### Required work
When you reach the line with "repository 80eb310246540647" in the listing below, transcribe it and each line after it up to and including the line with "stays machine readable.", exactly and with nothing else.

### Working data
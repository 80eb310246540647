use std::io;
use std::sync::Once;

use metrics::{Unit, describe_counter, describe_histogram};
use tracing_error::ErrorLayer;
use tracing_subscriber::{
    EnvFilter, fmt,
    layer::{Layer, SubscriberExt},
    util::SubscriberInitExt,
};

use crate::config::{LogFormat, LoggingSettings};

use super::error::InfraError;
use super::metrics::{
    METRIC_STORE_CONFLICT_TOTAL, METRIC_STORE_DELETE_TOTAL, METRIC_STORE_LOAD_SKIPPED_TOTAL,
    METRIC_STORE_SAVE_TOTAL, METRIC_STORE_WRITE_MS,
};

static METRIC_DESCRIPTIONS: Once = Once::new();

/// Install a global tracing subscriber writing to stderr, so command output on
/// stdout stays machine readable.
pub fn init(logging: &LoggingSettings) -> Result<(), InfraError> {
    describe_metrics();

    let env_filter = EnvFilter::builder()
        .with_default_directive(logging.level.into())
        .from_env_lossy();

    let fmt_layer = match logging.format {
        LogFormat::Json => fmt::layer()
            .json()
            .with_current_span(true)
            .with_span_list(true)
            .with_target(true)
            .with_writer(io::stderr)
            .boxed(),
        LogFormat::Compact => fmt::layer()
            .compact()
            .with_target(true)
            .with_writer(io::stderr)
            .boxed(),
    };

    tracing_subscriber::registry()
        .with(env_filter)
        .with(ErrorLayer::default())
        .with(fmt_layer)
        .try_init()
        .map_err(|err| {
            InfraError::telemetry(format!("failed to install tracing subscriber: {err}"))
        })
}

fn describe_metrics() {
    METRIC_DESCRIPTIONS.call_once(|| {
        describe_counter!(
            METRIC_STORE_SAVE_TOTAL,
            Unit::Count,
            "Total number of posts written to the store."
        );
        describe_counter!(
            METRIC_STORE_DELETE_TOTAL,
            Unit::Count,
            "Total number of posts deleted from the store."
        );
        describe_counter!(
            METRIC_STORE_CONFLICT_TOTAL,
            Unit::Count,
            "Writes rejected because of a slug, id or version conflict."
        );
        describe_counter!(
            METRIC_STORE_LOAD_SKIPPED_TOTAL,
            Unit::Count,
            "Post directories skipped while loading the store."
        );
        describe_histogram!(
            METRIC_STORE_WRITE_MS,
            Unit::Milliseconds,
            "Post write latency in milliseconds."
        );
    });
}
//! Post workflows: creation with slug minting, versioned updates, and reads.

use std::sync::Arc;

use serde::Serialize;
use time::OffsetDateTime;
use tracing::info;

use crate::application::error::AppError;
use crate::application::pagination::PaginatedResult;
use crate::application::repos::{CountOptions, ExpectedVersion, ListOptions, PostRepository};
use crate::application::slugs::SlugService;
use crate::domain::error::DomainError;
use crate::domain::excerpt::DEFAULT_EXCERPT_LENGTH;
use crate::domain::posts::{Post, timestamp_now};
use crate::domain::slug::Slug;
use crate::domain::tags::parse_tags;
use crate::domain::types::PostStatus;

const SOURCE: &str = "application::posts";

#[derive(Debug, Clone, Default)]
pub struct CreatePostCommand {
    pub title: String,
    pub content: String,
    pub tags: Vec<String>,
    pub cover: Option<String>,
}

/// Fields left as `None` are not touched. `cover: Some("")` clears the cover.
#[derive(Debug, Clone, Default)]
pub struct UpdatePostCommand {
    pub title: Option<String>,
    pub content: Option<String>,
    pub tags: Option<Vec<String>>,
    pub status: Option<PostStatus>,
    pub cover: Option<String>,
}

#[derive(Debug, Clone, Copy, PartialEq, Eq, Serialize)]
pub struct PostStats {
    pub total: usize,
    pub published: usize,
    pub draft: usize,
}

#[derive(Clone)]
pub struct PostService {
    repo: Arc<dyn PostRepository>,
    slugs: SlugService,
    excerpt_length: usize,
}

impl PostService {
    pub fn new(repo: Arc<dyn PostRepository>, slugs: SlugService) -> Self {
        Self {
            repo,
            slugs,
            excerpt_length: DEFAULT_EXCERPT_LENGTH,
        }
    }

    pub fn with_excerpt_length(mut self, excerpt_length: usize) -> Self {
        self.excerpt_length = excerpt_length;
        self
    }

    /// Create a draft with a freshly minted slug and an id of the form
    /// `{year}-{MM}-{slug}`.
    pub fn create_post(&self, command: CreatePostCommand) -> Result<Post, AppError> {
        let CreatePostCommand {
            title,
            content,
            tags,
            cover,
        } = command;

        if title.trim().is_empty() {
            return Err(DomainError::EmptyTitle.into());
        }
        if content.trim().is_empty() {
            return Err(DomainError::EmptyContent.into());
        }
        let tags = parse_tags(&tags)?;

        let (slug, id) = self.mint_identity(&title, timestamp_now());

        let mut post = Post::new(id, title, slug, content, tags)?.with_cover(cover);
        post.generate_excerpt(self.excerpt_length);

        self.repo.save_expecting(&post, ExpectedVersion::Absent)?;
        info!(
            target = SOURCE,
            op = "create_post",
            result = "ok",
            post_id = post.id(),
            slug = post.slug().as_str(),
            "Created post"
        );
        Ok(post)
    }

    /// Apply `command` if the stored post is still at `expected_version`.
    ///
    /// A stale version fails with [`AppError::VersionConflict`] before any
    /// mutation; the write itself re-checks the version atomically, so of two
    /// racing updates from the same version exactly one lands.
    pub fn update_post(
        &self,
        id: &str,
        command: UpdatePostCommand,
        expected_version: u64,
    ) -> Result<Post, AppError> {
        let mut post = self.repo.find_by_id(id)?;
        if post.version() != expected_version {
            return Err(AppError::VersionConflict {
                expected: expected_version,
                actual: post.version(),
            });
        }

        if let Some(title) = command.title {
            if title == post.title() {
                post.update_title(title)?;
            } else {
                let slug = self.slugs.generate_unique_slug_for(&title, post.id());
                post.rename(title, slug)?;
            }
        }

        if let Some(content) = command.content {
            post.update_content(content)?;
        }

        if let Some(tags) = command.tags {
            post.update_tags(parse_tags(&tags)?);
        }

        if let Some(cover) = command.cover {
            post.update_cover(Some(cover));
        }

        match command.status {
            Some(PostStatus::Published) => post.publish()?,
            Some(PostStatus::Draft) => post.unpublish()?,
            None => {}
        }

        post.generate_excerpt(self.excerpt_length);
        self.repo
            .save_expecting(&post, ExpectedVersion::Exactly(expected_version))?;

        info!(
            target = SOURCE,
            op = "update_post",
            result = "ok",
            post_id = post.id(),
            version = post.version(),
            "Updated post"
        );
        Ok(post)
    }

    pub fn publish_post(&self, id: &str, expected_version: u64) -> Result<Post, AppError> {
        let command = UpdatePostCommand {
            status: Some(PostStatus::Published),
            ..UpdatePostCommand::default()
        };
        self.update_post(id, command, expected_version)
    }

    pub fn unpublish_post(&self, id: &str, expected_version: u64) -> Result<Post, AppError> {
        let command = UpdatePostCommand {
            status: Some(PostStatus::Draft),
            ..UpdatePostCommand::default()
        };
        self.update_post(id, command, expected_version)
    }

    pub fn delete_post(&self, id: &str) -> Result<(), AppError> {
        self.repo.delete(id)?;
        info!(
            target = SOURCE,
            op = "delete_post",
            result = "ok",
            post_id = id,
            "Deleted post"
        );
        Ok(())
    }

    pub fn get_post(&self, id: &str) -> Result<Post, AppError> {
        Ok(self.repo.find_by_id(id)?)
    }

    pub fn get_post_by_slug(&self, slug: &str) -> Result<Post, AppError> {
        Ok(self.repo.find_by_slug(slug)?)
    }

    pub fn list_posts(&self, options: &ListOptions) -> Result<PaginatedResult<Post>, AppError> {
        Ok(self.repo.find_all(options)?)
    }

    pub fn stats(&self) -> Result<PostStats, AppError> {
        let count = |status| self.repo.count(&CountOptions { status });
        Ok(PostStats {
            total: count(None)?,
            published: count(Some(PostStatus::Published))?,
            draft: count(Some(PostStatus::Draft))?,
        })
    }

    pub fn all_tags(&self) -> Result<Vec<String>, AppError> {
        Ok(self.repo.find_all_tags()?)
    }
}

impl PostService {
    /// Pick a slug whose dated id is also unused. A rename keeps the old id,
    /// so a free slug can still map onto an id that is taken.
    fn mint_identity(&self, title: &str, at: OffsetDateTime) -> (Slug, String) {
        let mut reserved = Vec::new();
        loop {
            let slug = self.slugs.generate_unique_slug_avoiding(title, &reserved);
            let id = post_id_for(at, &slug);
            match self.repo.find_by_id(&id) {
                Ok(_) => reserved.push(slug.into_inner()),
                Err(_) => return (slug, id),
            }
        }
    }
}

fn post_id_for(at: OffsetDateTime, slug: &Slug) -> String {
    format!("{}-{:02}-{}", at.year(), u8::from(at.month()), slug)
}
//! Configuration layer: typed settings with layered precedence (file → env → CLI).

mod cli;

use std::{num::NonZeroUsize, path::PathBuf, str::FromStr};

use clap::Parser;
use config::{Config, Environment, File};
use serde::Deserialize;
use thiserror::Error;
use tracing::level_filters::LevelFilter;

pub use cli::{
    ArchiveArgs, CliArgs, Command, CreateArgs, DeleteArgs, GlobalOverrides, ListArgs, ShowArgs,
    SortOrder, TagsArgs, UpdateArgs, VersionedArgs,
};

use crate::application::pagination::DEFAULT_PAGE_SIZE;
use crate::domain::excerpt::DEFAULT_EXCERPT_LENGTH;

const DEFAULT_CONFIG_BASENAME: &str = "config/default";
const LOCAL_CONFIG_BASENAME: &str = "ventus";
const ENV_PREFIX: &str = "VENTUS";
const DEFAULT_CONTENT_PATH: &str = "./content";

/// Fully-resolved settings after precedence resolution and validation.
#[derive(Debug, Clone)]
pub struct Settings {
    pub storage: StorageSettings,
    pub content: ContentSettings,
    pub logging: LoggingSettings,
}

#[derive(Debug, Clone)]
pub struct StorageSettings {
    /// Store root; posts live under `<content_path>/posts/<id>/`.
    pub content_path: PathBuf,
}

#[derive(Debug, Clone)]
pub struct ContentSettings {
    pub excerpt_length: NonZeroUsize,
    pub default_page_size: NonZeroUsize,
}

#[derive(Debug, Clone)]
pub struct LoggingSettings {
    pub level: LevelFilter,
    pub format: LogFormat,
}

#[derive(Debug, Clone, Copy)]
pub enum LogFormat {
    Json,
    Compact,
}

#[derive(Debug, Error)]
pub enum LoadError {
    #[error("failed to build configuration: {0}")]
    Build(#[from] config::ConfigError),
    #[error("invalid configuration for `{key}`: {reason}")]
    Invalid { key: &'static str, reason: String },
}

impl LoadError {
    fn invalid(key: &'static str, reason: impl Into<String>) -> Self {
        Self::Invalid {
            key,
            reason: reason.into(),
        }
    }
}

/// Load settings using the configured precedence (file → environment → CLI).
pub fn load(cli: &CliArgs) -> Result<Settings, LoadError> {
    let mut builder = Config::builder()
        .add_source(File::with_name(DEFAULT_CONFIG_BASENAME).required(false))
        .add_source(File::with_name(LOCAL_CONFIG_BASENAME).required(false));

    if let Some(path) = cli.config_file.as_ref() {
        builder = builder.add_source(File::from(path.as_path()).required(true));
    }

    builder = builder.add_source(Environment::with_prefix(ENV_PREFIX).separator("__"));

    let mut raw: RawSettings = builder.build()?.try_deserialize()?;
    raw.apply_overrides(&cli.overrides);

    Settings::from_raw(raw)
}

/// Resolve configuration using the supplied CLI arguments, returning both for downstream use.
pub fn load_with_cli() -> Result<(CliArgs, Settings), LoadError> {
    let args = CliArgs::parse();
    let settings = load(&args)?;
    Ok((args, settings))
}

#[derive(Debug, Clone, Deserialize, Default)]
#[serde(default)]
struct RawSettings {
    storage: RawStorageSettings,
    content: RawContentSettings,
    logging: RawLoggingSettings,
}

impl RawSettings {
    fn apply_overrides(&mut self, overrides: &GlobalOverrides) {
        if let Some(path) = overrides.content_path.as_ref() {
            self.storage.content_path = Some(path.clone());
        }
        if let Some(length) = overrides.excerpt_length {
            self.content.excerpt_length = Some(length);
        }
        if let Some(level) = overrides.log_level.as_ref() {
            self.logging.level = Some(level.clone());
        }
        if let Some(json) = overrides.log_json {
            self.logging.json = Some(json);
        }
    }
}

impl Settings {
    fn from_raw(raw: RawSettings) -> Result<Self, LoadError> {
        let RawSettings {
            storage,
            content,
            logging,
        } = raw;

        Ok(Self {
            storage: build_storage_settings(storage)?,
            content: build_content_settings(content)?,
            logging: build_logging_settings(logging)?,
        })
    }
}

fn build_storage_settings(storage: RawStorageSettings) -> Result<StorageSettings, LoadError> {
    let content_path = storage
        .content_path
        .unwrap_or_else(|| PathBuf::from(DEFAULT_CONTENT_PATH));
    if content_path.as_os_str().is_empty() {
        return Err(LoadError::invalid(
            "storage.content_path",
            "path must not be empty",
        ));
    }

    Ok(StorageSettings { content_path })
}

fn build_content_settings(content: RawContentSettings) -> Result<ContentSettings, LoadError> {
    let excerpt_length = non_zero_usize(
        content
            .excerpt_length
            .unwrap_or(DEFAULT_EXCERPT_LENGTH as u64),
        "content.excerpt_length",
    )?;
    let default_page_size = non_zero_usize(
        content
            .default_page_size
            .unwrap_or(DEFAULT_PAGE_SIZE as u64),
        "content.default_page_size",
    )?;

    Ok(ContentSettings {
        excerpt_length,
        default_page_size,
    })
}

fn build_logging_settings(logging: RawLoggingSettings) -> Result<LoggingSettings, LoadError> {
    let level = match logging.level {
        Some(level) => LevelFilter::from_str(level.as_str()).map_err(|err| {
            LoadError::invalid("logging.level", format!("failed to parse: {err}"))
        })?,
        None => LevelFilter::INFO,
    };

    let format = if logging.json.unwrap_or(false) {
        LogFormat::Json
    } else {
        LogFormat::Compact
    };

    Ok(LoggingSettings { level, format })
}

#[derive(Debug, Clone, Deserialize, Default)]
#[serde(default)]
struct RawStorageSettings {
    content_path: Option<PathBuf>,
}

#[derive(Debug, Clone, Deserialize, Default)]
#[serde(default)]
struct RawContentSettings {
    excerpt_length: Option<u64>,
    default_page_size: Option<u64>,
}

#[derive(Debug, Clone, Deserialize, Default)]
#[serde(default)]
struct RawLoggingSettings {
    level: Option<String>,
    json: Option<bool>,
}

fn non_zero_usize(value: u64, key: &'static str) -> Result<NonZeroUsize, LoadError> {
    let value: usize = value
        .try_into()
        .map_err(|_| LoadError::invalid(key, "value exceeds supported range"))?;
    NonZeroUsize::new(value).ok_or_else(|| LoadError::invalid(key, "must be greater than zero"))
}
...
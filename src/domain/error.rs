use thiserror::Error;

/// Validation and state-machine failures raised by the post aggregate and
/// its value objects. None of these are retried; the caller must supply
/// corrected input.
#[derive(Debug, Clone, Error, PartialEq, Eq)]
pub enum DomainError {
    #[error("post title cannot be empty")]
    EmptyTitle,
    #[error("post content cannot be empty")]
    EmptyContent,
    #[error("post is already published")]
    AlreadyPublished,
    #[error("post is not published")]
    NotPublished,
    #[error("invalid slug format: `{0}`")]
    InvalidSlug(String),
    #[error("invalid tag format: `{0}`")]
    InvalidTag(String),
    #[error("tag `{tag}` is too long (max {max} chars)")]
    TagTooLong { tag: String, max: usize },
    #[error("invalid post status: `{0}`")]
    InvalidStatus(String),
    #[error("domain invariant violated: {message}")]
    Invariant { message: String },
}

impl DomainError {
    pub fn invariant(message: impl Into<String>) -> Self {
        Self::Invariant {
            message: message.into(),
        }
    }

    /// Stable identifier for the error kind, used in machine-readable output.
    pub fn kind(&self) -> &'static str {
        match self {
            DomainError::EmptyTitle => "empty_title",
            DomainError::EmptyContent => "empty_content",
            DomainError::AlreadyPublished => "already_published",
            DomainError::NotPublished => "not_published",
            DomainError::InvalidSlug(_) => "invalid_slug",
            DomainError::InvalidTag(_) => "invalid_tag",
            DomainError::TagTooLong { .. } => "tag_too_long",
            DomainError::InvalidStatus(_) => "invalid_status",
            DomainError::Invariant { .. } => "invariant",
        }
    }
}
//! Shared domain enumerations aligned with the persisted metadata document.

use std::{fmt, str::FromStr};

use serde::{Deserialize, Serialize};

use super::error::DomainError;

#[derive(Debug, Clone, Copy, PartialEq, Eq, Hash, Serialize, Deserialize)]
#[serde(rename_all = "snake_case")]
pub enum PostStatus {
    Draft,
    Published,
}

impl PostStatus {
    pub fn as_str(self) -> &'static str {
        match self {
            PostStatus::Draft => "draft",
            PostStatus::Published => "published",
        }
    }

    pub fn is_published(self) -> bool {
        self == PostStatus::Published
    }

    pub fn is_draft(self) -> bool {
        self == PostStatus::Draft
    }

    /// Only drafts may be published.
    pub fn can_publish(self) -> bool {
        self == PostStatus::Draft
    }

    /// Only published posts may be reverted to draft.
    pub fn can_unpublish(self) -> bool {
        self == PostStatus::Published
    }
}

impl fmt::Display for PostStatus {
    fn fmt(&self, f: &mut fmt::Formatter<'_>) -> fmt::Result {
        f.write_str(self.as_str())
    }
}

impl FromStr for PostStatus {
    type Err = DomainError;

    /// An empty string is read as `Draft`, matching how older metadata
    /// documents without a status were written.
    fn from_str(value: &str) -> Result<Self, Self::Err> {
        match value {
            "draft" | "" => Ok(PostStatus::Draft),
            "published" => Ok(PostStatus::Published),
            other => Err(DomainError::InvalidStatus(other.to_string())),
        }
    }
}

### Response to the task
repository 80eb310246540647
use std::io;
use std::sync::Once;

use metrics::{Unit, describe_counter, describe_histogram};
use tracing_error::ErrorLayer;
use tracing_subscriber::{
    EnvFilter, fmt,
    layer::{Layer, SubscriberExt},
    util::SubscriberInitExt,
};

use crate::config::{LogFormat, LoggingSettings};

use super::error::InfraError;
use super::metrics::{
    METRIC_STORE_CONFLICT_TOTAL, METRIC_STORE_DELETE_TOTAL, METRIC_STORE_LOAD_SKIPPED_TOTAL,
    METRIC_STORE_SAVE_TOTAL, METRIC_STORE_WRITE_MS,
};

static METRIC_DESCRIPTIONS: Once = Once::new();

/// Install a global tracing subscriber writing to stderr, so command output on
/// stdout stays machine readable.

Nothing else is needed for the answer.